Day 5: Identify different types of ecommerce business classifications/models (e.g. Business to Business). 

Google ‘ecommerce business model’ and you get various iterations of:

  • B2C (business to consumer - which covers most online stores)
  • B2B (business to business)
  • C2C (consumer to consumer - an intermediary, helping people sell to one another - like TradeMe)
  • C2B (consumer to business)

Some sources mention other possibilities, such as B2G (Business to Government). It’s important to know which one your organisation is when testing - so that you can ‘get in the head’ of your users effectively.

However, an interesting source on selfstartr.com added some interesting dimensions other to this. (https://selfstartr.com/types-of-ecommerce-business-models/ - hope the link works, Squarespace is being shady as I write this...)

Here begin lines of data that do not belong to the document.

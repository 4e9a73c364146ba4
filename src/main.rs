//! Sitemap-Sorter main entry point
//!
//! This is the command-line interface for the sitemap categorizer.

use anyhow::Context;
use clap::Parser;
use std::path::PathBuf;
use std::process::ExitCode;
use sitemap_sorter::config::{load_optional_config, Config};
use sitemap_sorter::output::ExportReport;
use sitemap_sorter::sitemap::process_sitemap;
use tracing_subscriber::EnvFilter;

/// Sitemap-Sorter: parse a sitemap, categorize URLs, and export a report
///
/// Fetches the given sitemap (following sitemap indexes into their
/// sub-sitemaps), sorts every URL into page, product, collection or blog by
/// its path, and writes the result to an XLSX (or CSV) file.
#[derive(Parser, Debug)]
#[command(name = "sitemap-sorter")]
#[command(version)]
#[command(about = "Parse a sitemap, categorize URLs, and export to Excel", long_about = None)]
struct Cli {
    /// URL of the sitemap to parse
    #[arg(value_name = "SITEMAP_URL")]
    sitemap_url: String,

    /// Output file name (.xlsx, or .csv for CSV output)
    #[arg(short, long, value_name = "PATH")]
    output: Option<PathBuf>,

    /// Path to TOML configuration file
    #[arg(short, long, value_name = "CONFIG")]
    config: Option<PathBuf>,

    /// Per-request fetch timeout in seconds (overrides the config file)
    #[arg(long, value_name = "SECS", value_parser = clap::value_parser!(u64).range(1..=600))]
    timeout: Option<u64>,

    /// Increase logging verbosity (-v, -vv, -vvv)
    #[arg(short, long, action = clap::ArgAction::Count)]
    verbose: u8,

    /// Suppress non-error output
    #[arg(short, long, conflicts_with = "verbose")]
    quiet: bool,
}

#[tokio::main]
async fn main() -> ExitCode {
    let cli = Cli::parse();

    // Setup logging based on verbosity
    setup_logging(cli.verbose, cli.quiet);

    match run(&cli).await {
        Ok(report) => {
            println!(
                "\nSuccessfully processed sitemap. Results saved to: {}",
                report.path.display()
            );
            ExitCode::SUCCESS
        }
        Err(e) => {
            tracing::error!("Error processing sitemap: {:#}", e);
            ExitCode::from(1)
        }
    }
}

/// Sets up the logging/tracing subscriber based on verbosity level
fn setup_logging(verbose: u8, quiet: bool) {
    let filter = if quiet {
        // Only show errors
        EnvFilter::new("error")
    } else {
        match verbose {
            0 => EnvFilter::new("sitemap_sorter=info,warn"),
            1 => EnvFilter::new("sitemap_sorter=debug,info"),
            2 => EnvFilter::new("sitemap_sorter=trace,debug"),
            _ => EnvFilter::new("trace"),
        }
    };

    tracing_subscriber::fmt()
        .with_env_filter(filter)
        .with_target(false)
        .with_thread_ids(false)
        .with_file(false)
        .init();
}

/// Loads configuration, applies CLI overrides and runs the pipeline
async fn run(cli: &Cli) -> anyhow::Result<ExportReport> {
    let config = load_config(cli)?;

    let report = process_sitemap(&config, &cli.sitemap_url, cli.output.as_deref())
        .await
        .with_context(|| format!("failed to process {}", cli.sitemap_url))?;

    Ok(report)
}

fn load_config(cli: &Cli) -> anyhow::Result<Config> {
    if let Some(path) = &cli.config {
        tracing::info!("Loading configuration from: {}", path.display());
    }

    let mut config = load_optional_config(cli.config.as_deref())
        .context("failed to load configuration")?;

    if let Some(timeout) = cli.timeout {
        config.fetcher.timeout_secs = timeout;
    }
    tracing::debug!(
        "Fetch timeout: {}s, user agent: {}",
        config.fetcher.timeout_secs,
        config.fetcher.user_agent
    );

    Ok(config)
}
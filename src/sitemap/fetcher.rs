//! HTTP fetcher implementation
//!
//! This module retrieves raw sitemap documents. A single client is built per
//! run and reused for every sub-sitemap. There is no retry: the first failure
//! is returned to the caller unchanged.

use crate::config::FetcherConfig;
use crate::FetchError;
use reqwest::Client;
use std::time::Duration;
use url::Url;

/// Builds an HTTP client with proper configuration
///
/// # Arguments
///
/// * `config` - The fetcher configuration (timeout and user agent)
///
/// # Returns
///
/// * `Ok(Client)` - Successfully built HTTP client
/// * `Err(reqwest::Error)` - Failed to build client
///
/// # Example
///
/// ```no_run
/// use sitemap_sorter::config::FetcherConfig;
/// use sitemap_sorter::sitemap::build_http_client;
///
/// let client = build_http_client(&FetcherConfig::default()).unwrap();
/// ```
pub fn build_http_client(config: &FetcherConfig) -> Result<Client, reqwest::Error> {
    Client::builder()
        .user_agent(config.user_agent.as_str())
        .timeout(Duration::from_secs(config.timeout_secs))
        .gzip(true)
        .brotli(true)
        .build()
}

/// Retrieves sitemap documents over HTTP(S)
#[derive(Debug, Clone)]
pub struct Fetcher {
    client: Client,
}

impl Fetcher {
    /// Creates a fetcher with a client built from `config`
    pub fn new(config: &FetcherConfig) -> Result<Self, reqwest::Error> {
        Ok(Self::with_client(build_http_client(config)?))
    }

    /// Creates a fetcher around an existing client
    pub fn with_client(client: Client) -> Self {
        Self { client }
    }

    /// Fetches a URL and returns the response body as text
    ///
    /// # Errors
    ///
    /// | Condition | Error |
    /// |-----------|-------|
    /// | URL does not parse | `FetchError::InvalidUrl` |
    /// | Request timed out | `FetchError::Timeout` |
    /// | Non-2xx status | `FetchError::Status` |
    /// | Connect / TLS / body read failure | `FetchError::Request` |
    pub async fn fetch(&self, url: &str) -> Result<String, FetchError> {
        tracing::info!("Fetching sitemap from {}", url);

        let parsed = Url::parse(url).map_err(|source| FetchError::InvalidUrl {
            url: url.to_string(),
            source,
        })?;

        let response = self
            .client
            .get(parsed)
            .send()
            .await
            .map_err(|e| classify_error(url, e))?;

        let status = response.status();
        if !status.is_success() {
            tracing::error!("Error fetching sitemap: HTTP {} for {}", status, url);
            return Err(FetchError::Status {
                url: url.to_string(),
                status: status.as_u16(),
            });
        }

        let body = response.text().await.map_err(|e| classify_error(url, e))?;
        tracing::debug!("Fetched {} bytes from {}", body.len(), url);

        Ok(body)
    }
}

/// Maps a transport error to the matching `FetchError`
fn classify_error(url: &str, error: reqwest::Error) -> FetchError {
    tracing::error!("Error fetching sitemap: {}", error);

    if error.is_timeout() {
        FetchError::Timeout {
            url: url.to_string(),
        }
    } else {
        FetchError::Request {
            url: url.to_string(),
            source: error,
        }
    }
}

Because on top of these business classifications, they talk about business models, and product models, for ecommerce.

These seem like valuable things to know about when testing!

Business models

The business model is all about sourcing & inventory.

Does your company outsource all the design, manufacturing and inventory of its products?
Or - do they manufacture and store everything themselves?
Or some mix of the two (maybe designed in house, but manufactured elsewhere?)
Do you manufacture on-demand, or have a warehouse full of stock to clear?

Our business model could affect how we test.

Our system might integrate with another system that manages inventory - how do we test that integration?
Or - our system might manage its own inventory. How do we manage this? Does our system behave when we’re out of stock of something?

Product models

Product model is all about what you sell.
Businesses will typically sell either:

  • a single product
  • a single category of multiple products (e.g. just t-shirts, but in different designs, colours, sizes)
  • multiple categories of multiple products

Whichever this is will affect the scope of what testing needs to be done.

For a single product site, you’re probably going to want to deep dive into testing that one thing can be found and sold successfully. Because if it can’t, well, then you’re in trouble!
For a site with a much broader scope, testing will be much broader too, and there will be added complications of selling multiple items, different variations, that sort of thing.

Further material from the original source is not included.